[Records excerpted from a collection]

- - -

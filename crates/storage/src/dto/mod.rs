pub mod application;
pub mod judging;
pub mod application;
pub mod criteria;
pub mod identity;
pub mod judge;
pub mod memory;
pub mod project;
pub mod score;

use std::collections::BTreeMap;

use uuid::Uuid;

use crate::dto::application::{ApplicationChanges, NewApplication};
use crate::dto::judging::{NewPlaceholderIdentity, NewScore};
use crate::error::Result;
use crate::models::{
    Application, ApplicationStatus, CriteriaSet, Criterion, Identity, Judge, Project, Score,
};

pub use application::ApplicationRepository;
pub use criteria::CriteriaRepository;
pub use identity::IdentityRepository;
pub use judge::JudgeRepository;
pub use memory::{MemoryBlobStore, MemoryStore};
pub use project::ProjectRepository;
pub use score::ScoreRepository;

/// Store ports. Services receive these as `Arc<dyn …>` capabilities so the
/// same logic runs against Postgres in production and the in-memory backend
/// in tests.
#[async_trait::async_trait]
pub trait ApplicationStore: Send + Sync {
    async fn insert(&self, new: NewApplication) -> Result<Application>;

    async fn find_by_id(&self, id: Uuid) -> Result<Application>;

    async fn find_by_identity_and_year(
        &self,
        identity_id: Uuid,
        year: i32,
    ) -> Result<Option<Application>>;

    async fn list_for_identity(&self, identity_id: Uuid) -> Result<Vec<Application>>;

    async fn update(&self, id: Uuid, changes: &ApplicationChanges) -> Result<Application>;

    async fn set_status(&self, id: Uuid, status: ApplicationStatus) -> Result<Application>;
}

#[async_trait::async_trait]
pub trait IdentityStore: Send + Sync {
    async fn find_by_id(&self, id: Uuid) -> Result<Identity>;

    async fn create_placeholder(&self, new: NewPlaceholderIdentity) -> Result<Identity>;

    async fn delete(&self, id: Uuid) -> Result<()>;
}

#[async_trait::async_trait]
pub trait JudgeStore: Send + Sync {
    /// Bind a judge to an existing identity.
    async fn insert(
        &self,
        identity_id: Uuid,
        tracks: Vec<String>,
        access_code: String,
    ) -> Result<Judge>;

    /// Create a placeholder identity and its judge as one unit; neither row
    /// exists unless both do.
    async fn insert_with_placeholder(
        &self,
        placeholder: NewPlaceholderIdentity,
        tracks: Vec<String>,
        access_code: String,
    ) -> Result<Judge>;

    async fn find_by_identity(&self, identity_id: Uuid) -> Result<Option<Judge>>;

    async fn find_by_access_code(&self, access_code: &str) -> Result<Judge>;

    /// Repoint the judge at a new identity and consume the access code in
    /// the same durable write.
    async fn repoint_identity(&self, judge_id: Uuid, identity_id: Uuid) -> Result<Judge>;
}

#[async_trait::async_trait]
pub trait ProjectStore: Send + Sync {
    async fn find_by_id(&self, id: Uuid) -> Result<Project>;
}

#[async_trait::async_trait]
pub trait CriteriaStore: Send + Sync {
    async fn insert(
        &self,
        year: i32,
        event: String,
        criteria: BTreeMap<String, Criterion>,
    ) -> Result<CriteriaSet>;

    async fn find(&self, year: i32, event: &str) -> Result<Option<CriteriaSet>>;
}

#[async_trait::async_trait]
pub trait ScoreStore: Send + Sync {
    async fn insert(&self, new: NewScore) -> Result<Score>;

    async fn find_by_id(&self, id: Uuid) -> Result<Score>;

    async fn find_by_judge_and_project(
        &self,
        judge_id: Uuid,
        project_id: Uuid,
    ) -> Result<Option<Score>>;

    async fn list_by_judge(&self, judge_id: Uuid) -> Result<Vec<Score>>;

    async fn list_by_project(&self, project_id: Uuid) -> Result<Vec<Score>>;

    async fn update_data(
        &self,
        id: Uuid,
        score_data: BTreeMap<String, f64>,
        total_score: f64,
    ) -> Result<Score>;
}
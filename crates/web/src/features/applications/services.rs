use storage::blob::SignedUrl;
use storage::dto::application::{
    ConfirmApplicationRequest, CreateApplicationRequest, ResumeUpload, UpdateApplicationRequest,
};
use storage::error::Result;
use storage::models::{Actor, Application};
use uuid::Uuid;

use crate::state::AppState;

pub async fn create_application(
    state: &AppState,
    actor: Actor,
    request: CreateApplicationRequest,
    resume: Option<ResumeUpload>,
) -> Result<Application> {
    state.applications.create(actor, request, resume).await
}

pub async fn get_application(state: &AppState, actor: Actor, id: Uuid) -> Result<Application> {
    state.applications.get(actor, id).await
}

pub async fn list_applications(
    state: &AppState,
    actor: Actor,
    identity_id: Uuid,
) -> Result<Vec<Application>> {
    state.applications.list_for_identity(actor, identity_id).await
}

pub async fn update_application(
    state: &AppState,
    actor: Actor,
    id: Uuid,
    request: UpdateApplicationRequest,
    resume: Option<ResumeUpload>,
) -> Result<Application> {
    state.applications.update(actor, id, request, resume).await
}

pub async fn confirm_application(
    state: &AppState,
    actor: Actor,
    id: Uuid,
    request: ConfirmApplicationRequest,
) -> Result<Application> {
    state
        .applications
        .confirm_or_decline(actor, id, request.status)
        .await
}

pub async fn resume_url(state: &AppState, actor: Actor, id: Uuid) -> Result<SignedUrl> {
    state.applications.temporary_resume_url(actor, id).await
}
use axum::{
    Json,
    http::StatusCode,
    response::{IntoResponse, Response},
};
use serde_json::json;
use std::fmt;
use storage::error::StorageError;
use validator::ValidationErrors;

/// Web layer errors. Storage errors carry the business taxonomy; the rest
/// cover transport concerns (auth headers, multipart decoding).
#[derive(Debug)]
pub enum WebError {
    Storage(StorageError),
    Validation(ValidationErrors),
    BadRequest(String),
    Unauthorized,
    Forbidden(String),
}

impl fmt::Display for WebError {
    fn fmt(&self, f: &mut fmt::Formatter<'_>) -> fmt::Result {
        match self {
            Self::Storage(e) => write!(f, "Storage error: {}", e),
            Self::Validation(e) => write!(f, "Validation error: {}", e),
            Self::BadRequest(msg) => write!(f, "Bad request: {}", msg),
            Self::Unauthorized => write!(f, "Unauthorized"),
            Self::Forbidden(msg) => write!(f, "Forbidden: {}", msg),
        }
    }
}

impl IntoResponse for WebError {
    fn into_response(self) -> Response {
        let status_code = match &self {
            Self::Storage(StorageError::Validation(_)) => StatusCode::BAD_REQUEST,
            Self::Storage(StorageError::InvalidStateTransition(_)) => StatusCode::BAD_REQUEST,
            Self::Storage(StorageError::Forbidden(_)) => StatusCode::FORBIDDEN,
            Self::Storage(StorageError::NotFound) => StatusCode::NOT_FOUND,
            Self::Storage(StorageError::CriteriaNotSet) => StatusCode::NOT_FOUND,
            Self::Storage(StorageError::Conflict(_)) => StatusCode::CONFLICT,
            Self::Storage(StorageError::Dependency(_)) => StatusCode::BAD_GATEWAY,
            Self::Storage(_) => StatusCode::INTERNAL_SERVER_ERROR,
            Self::Validation(_) => StatusCode::BAD_REQUEST,
            Self::BadRequest(_) => StatusCode::BAD_REQUEST,
            Self::Unauthorized => StatusCode::UNAUTHORIZED,
            Self::Forbidden(_) => StatusCode::FORBIDDEN,
        };

        let body = match &self {
            Self::Storage(StorageError::Validation(failure)) => {
                let mut body = json!({
                    "error": "validation_error",
                    "message": failure.message,
                });
                if !failure.invalid.is_empty() {
                    body["invalidCriteria"] = json!(failure.invalid);
                }
                if !failure.missing.is_empty() {
                    body["missingCriteria"] = json!(failure.missing);
                }
                body
            }
            Self::Storage(StorageError::InvalidStateTransition(msg)) => {
                json!({
                    "error": "invalid_state_transition",
                    "message": msg
                })
            }
            Self::Storage(StorageError::Forbidden(msg)) => {
                json!({
                    "error": "forbidden",
                    "message": msg
                })
            }
            Self::Storage(StorageError::NotFound) => {
                json!({
                    "error": "not_found",
                    "message": "Resource not found"
                })
            }
            Self::Storage(e @ StorageError::CriteriaNotSet) => {
                json!({
                    "error": "criteria_not_set",
                    "message": e.to_string()
                })
            }
            Self::Storage(StorageError::Conflict(kind)) => {
                json!({
                    "error": "conflict",
                    "message": kind.to_string()
                })
            }
            Self::Storage(StorageError::Dependency(msg)) => {
                tracing::error!("Blob store failure: {}", msg);
                json!({
                    "error": "dependency_failure",
                    "message": "A required storage dependency is unavailable"
                })
            }
            Self::Storage(e) => {
                tracing::error!("Storage error: {:?}", e);
                json!({
                    "error": "internal_error",
                    "message": "An internal error occurred"
                })
            }
            Self::Validation(errors) => {
                let field_errors: Vec<String> = errors
                    .field_errors()
                    .iter()
                    .flat_map(|(field, errors)| {
                        errors.iter().map(move |e| {
                            format!(
                                "{}: {}",
                                field,
                                e.message
                                    .as_ref()
                                    .map(|m| m.to_string())
                                    .unwrap_or_else(|| e.code.to_string())
                            )
                        })
                    })
                    .collect();

                json!({
                    "error": "validation_error",
                    "message": "Validation failed",
                    "details": field_errors
                })
            }
            Self::BadRequest(msg) => {
                json!({
                    "error": "validation_error",
                    "message": msg
                })
            }
            Self::Unauthorized => {
                json!({
                    "error": "unauthorized",
                    "message": "A verified identity is required"
                })
            }
            Self::Forbidden(msg) => {
                json!({
                    "error": "forbidden",
                    "message": msg
                })
            }
        };

        (status_code, Json(body)).into_response()
    }
}

impl From<StorageError> for WebError {
    fn from(error: StorageError) -> Self {
        Self::Storage(error)
    }
}

impl From<ValidationErrors> for WebError {
    fn from(error: ValidationErrors) -> Self {
        Self::Validation(error)
    }
}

- - -

*Task goal*: Lines above containing "NewApplication": give their number only.

*Response to this task*: 2